Complement 2 deficiency is a type of complement deficiency caused by any one of several different alterations in the structure of complement component 2.

It has been associated with an increase in infections.

It can present similarly to systemic lupus erythematosus (SLE).

== Signs and symptoms ==
C2D is linked to bacterial infections, especially encapsulated bacterial infections, as well as a risk of Systemic Lupus Erythematosus (SLE) or SLE-like disease.

Complement deficiency has historically been associated with early, severe bacterial infections among children. Infection susceptibility is frequently observed.

C2D is linked to abnormalities in serum immunoglobulin levels, such as lower IgG2 and IgG4 levels, which could contribute to raised infection susceptibility. More than half of 40 C2D patients in a study had Streptococcus pneumoniae-related invasive infection, primarily meningitis or sepsis. Haemophilus influenza type b and Neisseria meningitis are two other infections commonly seen in C2D patients.

=== Complications ===
In roughly 10% of patients, a C2 deficiency is linked to an illness that resembles SLE. Clinical manifestations of this SLE-like illness include fever, rash, arthritis, and glomerulonephritis. With a low titer, ANA may be positive. Anti-double-stranded DNA antibodies are uncommon. Anti-Ro antibodies will be present in approximately 50% of the population.

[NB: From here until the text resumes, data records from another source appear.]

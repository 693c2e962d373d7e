//! SQLite-backed durable key-value store.

use std::path::Path;
use std::time::{SystemTime, UNIX_EPOCH};

use rusqlite::{Connection, OptionalExtension, params};

use super::{KvStore, PersistResult};

/// SQLite implementation of [`crate::persist::KvStore`].
pub struct SqliteKvStore {
    conn: Connection,
}

impl SqliteKvStore {
    /// Opens or creates a SQLite-backed store at `path`.
    ///
    /// Enables WAL mode and sets `synchronous=NORMAL`.
    pub fn open(path: impl AsRef<Path>) -> PersistResult<Self> {
        let conn = Connection::open(path)?;
        Self::init_connection(conn)
    }

    /// Opens an in-memory SQLite store.
    pub fn open_in_memory() -> PersistResult<Self> {
        let conn = Connection::open_in_memory()?;
        Self::init_connection(conn)
    }

    fn init_connection(conn: Connection) -> PersistResult<Self> {
        conn.execute_batch(include_str!("schema.sql"))?;
        conn.pragma_update(None, "journal_mode", "WAL")?;
        conn.pragma_update(None, "synchronous", "NORMAL")?;
        Ok(Self { conn })
    }

    /// Lists stored keys in lexical order.
    pub fn keys(&self) -> PersistResult<Vec<String>> {
        let mut stmt = self.conn.prepare("SELECT key FROM kv ORDER BY key ASC")?;
        let rows = stmt.query_map([], |row| row.get::<_, String>(0))?;

        let mut out = Vec::new();
        for row in rows {
            out.push(row?);
        }
        Ok(out)
    }

    /// Returns the last write time of `key` in epoch milliseconds.
    pub fn updated_ms(&self, key: &str) -> PersistResult<Option<u64>> {
        let ts: Option<i64> = self
            .conn
            .query_row("SELECT updated_ms FROM kv WHERE key = ?1", params![key], |row| row.get(0))
            .optional()?;
        Ok(ts.map(|v| v as u64))
    }
}

impl KvStore for SqliteKvStore {
    fn get(&self, key: &str) -> PersistResult<Option<String>> {
        let value = self
            .conn
            .query_row("SELECT value FROM kv WHERE key = ?1", params![key], |row| row.get(0))
            .optional()?;
        Ok(value)
    }

    fn set(&mut self, key: &str, value: &str) -> PersistResult<()> {
        self.conn.execute(
            "INSERT INTO kv(key, value, updated_ms) VALUES (?1, ?2, ?3)
             ON CONFLICT(key) DO UPDATE SET value = excluded.value, updated_ms = excluded.updated_ms",
            params![key, value, now_ms() as i64],
        )?;
        Ok(())
    }

    fn remove(&mut self, key: &str) -> PersistResult<()> {
        self.conn.execute("DELETE FROM kv WHERE key = ?1", params![key])?;
        Ok(())
    }
}

fn now_ms() -> u64 {
    SystemTime::now()
        .duration_since(UNIX_EPOCH)
        .map(|d| d.as_millis() as u64)
        .unwrap_or(0)
}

SLE associated with C2D is regarded as less severe when compared to other complement deficiencies. In SLE patients with C2D, skin and joint involvement are common, and severe persistent cutaneous and/or subacute cutaneous lupus erythematosus can occur. Renal and neuropsychiatric disease, on the other hand, is thought to be uncommon in these SLE patients.

C2 deficiency has also been linked to rheumatic diseases such as membrane glomerulonephritis, Henoch-Schonlein purpura, and dermatomyositis. Subacute cutaneous lupus, polymyositis, and Hodgkin's lymphoma have also been linked.